For many people (including myself) it feels easier to give than receive. You can be loving toward other people, and horrible in your own self-talk. But behaving in a loving way and holding love that flows is different. Everyone can be kind to another person, even if you are not kind to yourself.
If the only amount of love you have for yourself is enough for survival, that is something. That tiny drop of self-love will give you the capacity to love others. However, how much love you can give is contingent on how much you can open and love yourself.
The more you live your life with a closed heart, the harder it is to love another fully. You can feel love for them, but your capacity is much smaller, as there are many blocks in the way. It may be the most you can possibly love at that moment.

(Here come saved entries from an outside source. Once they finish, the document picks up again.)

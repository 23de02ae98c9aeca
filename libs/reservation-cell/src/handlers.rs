use std::sync::Arc;

use axum::{
    extract::{Extension, State},
    Json,
};
use serde_json::{json, Value};

use shared_config::AppConfig;
use shared_models::auth::SessionContext;
use shared_models::error::ClinicError;

use crate::services::ReservationService;

pub async fn list_reservations(
    State(state): State<Arc<AppConfig>>,
    Extension(session): Extension<SessionContext>,
) -> Result<Json<Value>, ClinicError> {
    let reservations = ReservationService::new(&state).list_reservations(&session).await?;

    Ok(Json(json!({
        "reservations": reservations,
        "total": reservations.len()
    })))
}

pub async fn slot_occupancy(
    State(state): State<Arc<AppConfig>>,
    Extension(session): Extension<SessionContext>,
) -> Result<Json<Value>, ClinicError> {
    let occupancy = ReservationService::new(&state).slot_occupancy(&session).await?;
    let fully_booked = occupancy.iter().filter(|o| o.remaining == 0).count();

    Ok(Json(json!({
        "slots": occupancy,
        "fully_booked": fully_booked
    })))
}
use std::sync::Arc;

use tracing::debug;

use shared_api_client::ClinicApiClient;
use shared_config::AppConfig;
use shared_models::auth::{Operation, SessionContext};
use shared_models::error::ClinicError;

use crate::models::Doctor;

pub struct DoctorService {
    client: Arc<ClinicApiClient>,
}

impl DoctorService {
    pub fn new(config: &AppConfig) -> Self {
        Self {
            client: Arc::new(ClinicApiClient::new(config)),
        }
    }

    pub fn with_client(client: Arc<ClinicApiClient>) -> Self {
        Self { client }
    }

    pub async fn list_doctors(&self, session: &SessionContext) -> Result<Vec<Doctor>, ClinicError> {
        session.authorize(Operation::ListDoctors)?;
        debug!("Fetching doctor directory");

        self.client.get("/users/doctors/", &session.access_token).await
    }

    pub async fn get_doctor(&self, session: &SessionContext, doctor_id: i64) -> Result<Doctor, ClinicError> {
        session.authorize(Operation::ListDoctors)?;
        debug!("Fetching doctor: {}", doctor_id);

        let path = format!("/users/doctors/{}", doctor_id);
        self.client.get(&path, &session.access_token).await
    }
}
use chrono::{DateTime, Utc};
use serde::{Deserialize, Serialize};

use shared_models::error::ClinicError;

/// Lifecycle status of a published slot. Transitions are owned by the backend.
#[derive(Debug, Clone, Copy, PartialEq, Eq, Hash, Serialize, Deserialize)]
pub enum SlotStatus {
    Available,
    Booked,
    Cancelled,
    #[serde(alias = "CONFIRM")]
    Confirmed,
    /// Any label the backend sends that is not one of the above, including other casings.
    #[serde(other)]
    Unknown,
}

impl SlotStatus {
    pub fn is_available(&self) -> bool {
        matches!(self, SlotStatus::Available)
    }
}

#[derive(Debug, Clone, PartialEq, Serialize, Deserialize)]
pub struct Slot {
    pub id: i64,
    pub unique_id: String,
    pub doctor_id: i64,
    #[serde(with = "shared_models::time")]
    pub slot_date_time: DateTime<Utc>,
    pub status: SlotStatus,
    pub ticket_count: u32,
    #[serde(default)]
    pub created_by: Option<i64>,
    pub room_no: String,
}

#[derive(Debug, Clone, Serialize, Deserialize)]
pub struct CreateSlotRequest {
    pub doctor_id: i64,
    #[serde(with = "shared_models::time")]
    pub slot_date_time: DateTime<Utc>,
    #[serde(default = "default_new_slot_status")]
    pub status: SlotStatus,
    pub ticket_count: u32,
    pub created_by: i64,
    pub room_no: String,
}

fn default_new_slot_status() -> SlotStatus {
    SlotStatus::Available
}

impl CreateSlotRequest {
    pub fn validate(&self) -> Result<(), ClinicError> {
        if self.ticket_count == 0 {
            return Err(ClinicError::Validation("Ticket count must be at least 1".to_string()));
        }
        if self.room_no.trim().is_empty() {
            return Err(ClinicError::Validation("Room number is required".to_string()));
        }
        if self.status == SlotStatus::Unknown {
            return Err(ClinicError::Validation("Slot status is not recognised".to_string()));
        }
        Ok(())
    }
}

The more you do heart opening work, like yoga, meditation, gratitude, etc, the more capacity you have to love yourself and then love others. First work on yourself, then your love can flow freely to the people in your life that deserve your love.
Heart Opening Practices
Two of my favorite heart opening practices are Gratitude and Metta Meditation.
Gratitude
As I have written before, Gratitude is a heart opening practice where you focus on things for which you are grateful. You can simply say these things to yourself, or write them down in a journal. I find that writing them down is helpful, then you can explore why you are grateful through your writing.
Saying what you are grateful for is good, as long as you also feel it. Saying it without feeling it doesn’t work. As someone who has tried to avoid feeling for much of my life, it can be easy to bypass the feeling and just go through the motion of doing the exercise. It doesn’t work that way.

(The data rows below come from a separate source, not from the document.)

use std::sync::Arc;

use axum::{
    extract::{Extension, Path, State},
    Json,
};
use serde_json::{json, Value};

use shared_config::AppConfig;
use shared_models::auth::SessionContext;
use shared_models::error::ClinicError;

use crate::services::DoctorService;

pub async fn list_doctors(
    State(state): State<Arc<AppConfig>>,
    Extension(session): Extension<SessionContext>,
) -> Result<Json<Value>, ClinicError> {
    let doctors = DoctorService::new(&state).list_doctors(&session).await?;

    Ok(Json(json!({
        "doctors": doctors,
        "total": doctors.len()
    })))
}

pub async fn get_doctor(
    State(state): State<Arc<AppConfig>>,
    Extension(session): Extension<SessionContext>,
    Path(doctor_id): Path<i64>,
) -> Result<Json<Value>, ClinicError> {
    let doctor = DoctorService::new(&state).get_doctor(&session, doctor_id).await?;

    Ok(Json(json!(doctor)))
}
use std::env;
use tracing::warn;

const DEFAULT_TIMEOUT_SECS: u64 = 30;
const DEFAULT_GATEWAY_PORT: u16 = 3000;

#[derive(Debug, Clone)]
pub struct AppConfig {
    pub clinic_api_url: String,
    pub request_timeout_secs: u64,
    /// Reservation statuses that do not count against slot capacity. Empty means every
    /// reservation row counts.
    pub reservation_excluded_statuses: Vec<String>,
    pub gateway_port: u16,
}

impl AppConfig {
    pub fn from_env() -> Self {
        let config = Self {
            clinic_api_url: env::var("CLINIC_API_URL")
                .map(|url| url.trim_end_matches('/').to_string())
                .unwrap_or_else(|_| {
                    warn!("CLINIC_API_URL not set, using empty value");
                    String::new()
                }),
            request_timeout_secs: env::var("CLINIC_API_TIMEOUT_SECS")
                .ok()
                .and_then(|raw| match raw.parse::<u64>() {
                    Ok(secs) if secs > 0 => Some(secs),
                    _ => {
                        warn!("CLINIC_API_TIMEOUT_SECS={} is not a positive integer, using default", raw);
                        None
                    }
                })
                .unwrap_or(DEFAULT_TIMEOUT_SECS),
            reservation_excluded_statuses: env::var("RESERVATION_EXCLUDED_STATUSES")
                .map(|raw| parse_status_list(&raw))
                .unwrap_or_default(),
            gateway_port: env::var("GATEWAY_PORT")
                .ok()
                .and_then(|raw| match raw.parse::<u16>() {
                    Ok(port) => Some(port),
                    Err(_) => {
                        warn!("GATEWAY_PORT={} is not a valid port, using default", raw);
                        None
                    }
                })
                .unwrap_or(DEFAULT_GATEWAY_PORT),
        };

        if !config.is_configured() {
            warn!("Application not fully configured - missing environment variables");
        }

        config
    }

    pub fn is_configured(&self) -> bool {
        !self.clinic_api_url.is_empty()
    }
}

impl Default for AppConfig {
    fn default() -> Self {
        Self {
            clinic_api_url: String::new(),
            request_timeout_secs: DEFAULT_TIMEOUT_SECS,
            reservation_excluded_statuses: Vec::new(),
            gateway_port: DEFAULT_GATEWAY_PORT,
        }
    }
}

fn parse_status_list(raw: &str) -> Vec<String> {
    raw.split(',')
        .map(str::trim)
        .filter(|status| !status.is_empty())
        .map(str::to_string)
        .collect()
}
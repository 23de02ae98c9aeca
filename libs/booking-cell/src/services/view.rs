use std::sync::atomic::{AtomicU64, Ordering};

use tokio::sync::RwLock;
use tracing::debug;

use reservation_cell::models::Reservation;
use shared_models::auth::SessionContext;
use shared_models::error::ClinicError;

use crate::models::AvailableSlot;
use crate::services::reconciler::AvailabilityReconciler;

#[derive(Debug, Clone, PartialEq)]
pub enum ViewState {
    Closed,
    Loading { doctor_id: i64 },
    Ready { doctor_id: i64, slots: Vec<AvailableSlot> },
    Failed { doctor_id: i64, message: String },
}

/// Identifies one opening of the view. Results carrying a stale ticket are dropped.
#[derive(Debug, Clone, Copy, PartialEq, Eq)]
pub struct ViewTicket {
    epoch: u64,
    doctor_id: i64,
}

/// State of one open slot-availability view.
///
/// Every `open` and `close` advances the epoch, so a fetch that resolves after the view was
/// closed or reopened for another doctor cannot overwrite what is on screen.
#[derive(Debug)]
pub struct AvailabilityView {
    epoch: AtomicU64,
    state: RwLock<ViewState>,
}

impl Default for AvailabilityView {
    fn default() -> Self {
        Self::new()
    }
}

impl AvailabilityView {
    pub fn new() -> Self {
        Self {
            epoch: AtomicU64::new(0),
            state: RwLock::new(ViewState::Closed),
        }
    }

    pub async fn state(&self) -> ViewState {
        self.state.read().await.clone()
    }

    pub async fn open(&self, doctor_id: i64) -> ViewTicket {
        let mut state = self.state.write().await;
        let epoch = self.epoch.fetch_add(1, Ordering::SeqCst) + 1;
        *state = ViewState::Loading { doctor_id };
        ViewTicket { epoch, doctor_id }
    }

    pub async fn close(&self) {
        let mut state = self.state.write().await;
        self.epoch.fetch_add(1, Ordering::SeqCst);
        *state = ViewState::Closed;
    }

    /// Stores a load result if `ticket` is still current. Returns whether it was applied.
    pub async fn apply(&self, ticket: ViewTicket, result: Result<Vec<AvailableSlot>, ClinicError>) -> bool {
        let mut state = self.state.write().await;
        if self.epoch.load(Ordering::SeqCst) != ticket.epoch {
            debug!("Discarding availability for doctor {}: view no longer current", ticket.doctor_id);
            return false;
        }

        *state = match result {
            Ok(slots) => ViewState::Ready {
                doctor_id: ticket.doctor_id,
                slots,
            },
            Err(e) => ViewState::Failed {
                doctor_id: ticket.doctor_id,
                message: e.to_string(),
            },
        };
        true
    }

    /// Opens the view for `doctor_id` and loads it. Returns whether the result was applied.
    pub async fn load(&self, reconciler: &AvailabilityReconciler, session: &SessionContext, doctor_id: i64) -> bool {
        let ticket = self.open(doctor_id).await;
        let result = reconciler.load_availability(session, doctor_id).await;
        self.apply(ticket, result).await
    }

    /// Books `slot_id` from the slots currently on screen.
    ///
    /// A failed booking leaves the displayed state untouched. After a successful booking the
    /// refreshed availability replaces it, unless the view was closed in the meantime.
    pub async fn book(
        &self,
        reconciler: &AvailabilityReconciler,
        session: &SessionContext,
        slot_id: i64,
        patient_id: Option<i64>,
    ) -> Result<Reservation, ClinicError> {
        let (ticket, slot) = {
            let state = self.state.read().await;
            let ViewState::Ready { doctor_id, slots } = &*state else {
                return Err(ClinicError::Validation("Slot view is not ready".to_string()));
            };
            let slot = slots
                .iter()
                .find(|s| s.id() == slot_id)
                .cloned()
                .ok_or_else(|| ClinicError::Validation(format!("Slot {} is not open for booking", slot_id)))?;
            let ticket = ViewTicket {
                epoch: self.epoch.load(Ordering::SeqCst),
                doctor_id: *doctor_id,
            };
            (ticket, slot)
        };

        let outcome = reconciler.attempt_booking(session, &slot, patient_id).await?;
        self.apply(ticket, outcome.availability).await;

        Ok(outcome.reservation)
    }
}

Try writing down 3 things that you are grateful for like this:
- I am grateful for my cup of tea in the morning. I look forward to its warmth as I hold it in my hands. I enjoy the aroma as the steam wafts into my nose, and the comfort it gives me as I drink it.
- I am grateful for this beautiful Fall day. I love seeing the blue sky contrasted against the changing colors of the leaves. We’ve had so many gray days recently, I am grateful to see the sun again.
- I am grateful for the heartfelt conversation with my love. I felt seen, heard, and valued. I am grateful to be able to share difficult things with him and not be judged. I am grateful that I have him in my life.
Each day, do this again, but with 3 different things. There’s no one right way to practice Gratitude, this is just a suggestion. You may notice that as you practice, your mind shifts toward optimism, because what you focus on grows.
Metta Meditation
Metta means LovingKindness, and is a Buddhist meditation practice that is traditionally practiced by sending LovingKindness toward yourself, your loved ones, and then the world. If you have trouble being loving toward yourself, you might find it useful to send Metta to someone you love first, then to yourself, so you can cultivate that feeling in your heart first. I have also practiced sending it to someone you love, then someone you struggle with in your life, then yourself. This breeds compassion and understanding for our common humanity. There are many ways to practice and one is not better than another.
How to Practice LovingKindness:
Sit quietly and comfortably, in a chair, on a cushion, or on the floor. Sit with your hips higher than your knees, with your knees supported. Have a long, straight spine, but hold it upright with ease. Close your eyes and visualize the person to whom you are sending LovingKindness, and repeat these phrases:
- May you be happy.
- May you be safe.
- May you have shelter and enough food to eat.
- May you know and receive love.
- May you know peace.
Visualize yourself, a loved one, and the world, or whatever variety of people you wish to work with in your mind and heart as you repeat these phrases in you head. Notice how you feel afterward.